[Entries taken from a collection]
+---+

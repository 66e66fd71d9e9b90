//! Subgraph closure and cloning.

use indexmap::IndexMap;

use super::{EmbedOptions, Graph, NeighborOptions, SubgraphOptions};
use crate::model::*;

impl Graph {
    /// Close a set of cells over their links.
    ///
    /// The result holds the seeds (plus embedded descendants with `deep`),
    /// the existing endpoint cells of every link among them, and every link
    /// whose both endpoints end up in the set. Unknown ids are skipped.
    pub fn subgraph<I, S>(&self, ids: I, options: &SubgraphOptions) -> Vec<&Cell>
    where
        I: IntoIterator<Item = S>,
        S: AsRef<str>,
    {
        let mut found: IndexMap<&str, &Cell> = IndexMap::new();
        let mut elements: Vec<&Cell> = Vec::new();
        let mut links: Vec<&Cell> = Vec::new();

        for id in ids {
            let Some(cell) = self.cells.get(id.as_ref()) else {
                continue;
            };
            let mut seeds = vec![cell];
            if options.deep {
                seeds.extend(self.embedded_cells(id.as_ref(), &EmbedOptions { deep: true, breadth_first: false }));
            }
            for seed in seeds {
                if admit(&mut found, seed) {
                    if seed.is_link() { links.push(seed) } else { elements.push(seed) }
                }
            }
        }

        // a link endpoint may itself be a link, whose ends are pulled in too
        let mut next = 0;
        while let Some(&link) = links.get(next) {
            next += 1;
            for end in [link.source_id(), link.target_id()] {
                let Some(other) = end.and_then(|e| self.cells.get(e.as_str())) else {
                    continue;
                };
                if admit(&mut found, other) {
                    if other.is_link() { links.push(other) } else { elements.push(other) }
                }
            }
        }

        let neighbor_options = NeighborOptions { deep: options.deep, ..NeighborOptions::default() };
        for element in &elements {
            for link in self.connected_links(element.id.as_str(), &neighbor_options) {
                let closed = [link.source_id(), link.target_id()]
                    .into_iter()
                    .all(|end| end.is_some_and(|e| found.contains_key(e.as_str())));
                if closed {
                    admit(&mut found, link);
                }
            }
        }

        found.into_values().collect()
    }

    /// Deep-copy cells under fresh ids. Link endpoints, parents and embeds
    /// that point inside the copied set are rewritten to the new ids;
    /// references leaving the set keep their original ids (endpoints) or are
    /// dropped (parent, embeds).
    ///
    /// The map is keyed by original id, in input order.
    pub fn clone_cells<I, S>(&self, ids: I) -> IndexMap<CellId, Cell>
    where
        I: IntoIterator<Item = S>,
        S: AsRef<str>,
    {
        let originals: IndexMap<&CellId, &Cell> = ids
            .into_iter()
            .filter_map(|id| self.cells.get(id.as_ref()))
            .map(|cell| (&cell.id, cell))
            .collect();
        clone_set(originals.values().copied())
    }

    /// [`Graph::subgraph`] followed by [`Graph::clone_cells`].
    pub fn clone_subgraph<I, S>(&self, ids: I, options: &SubgraphOptions) -> IndexMap<CellId, Cell>
    where
        I: IntoIterator<Item = S>,
        S: AsRef<str>,
    {
        clone_set(self.subgraph(ids, options))
    }
}

fn admit<'g>(found: &mut IndexMap<&'g str, &'g Cell>, cell: &'g Cell) -> bool {
    if found.contains_key(cell.id.as_str()) {
        return false;
    }
    found.insert(cell.id.as_str(), cell);
    true
}

fn clone_set<'a>(cells: impl IntoIterator<Item = &'a Cell>) -> IndexMap<CellId, Cell> {
    let cells: Vec<&Cell> = cells.into_iter().collect();
    let mut clones: IndexMap<CellId, Cell> = cells
        .iter()
        .map(|cell| (cell.id.clone(), cell.clone_with_id(CellId::generate())))
        .collect();
    let new_ids: IndexMap<CellId, CellId> = clones
        .iter()
        .map(|(original, clone)| (original.clone(), clone.id.clone()))
        .collect();

    for original in cells {
        let Some(clone) = clones.get_mut(&original.id) else {
            continue;
        };
        for end in [End::Source, End::Target] {
            if let Some(Endpoint::Cell { id, .. }) = clone.endpoint_mut(end) {
                if let Some(new_id) = new_ids.get(&*id) {
                    *id = new_id.clone();
                }
            }
        }
        clone.parent = original.parent.as_ref().and_then(|p| new_ids.get(p)).cloned();
        clone.embeds = original
            .embeds
            .iter()
            .filter_map(|e| new_ids.get(e))
            .cloned()
            .collect();
    }
    clones
}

+---+

What is expected: Show the lines from the data above that contain the string "closed".

Exercise response:
                let closed = [link.source_id(), link.target_id()]
                if closed {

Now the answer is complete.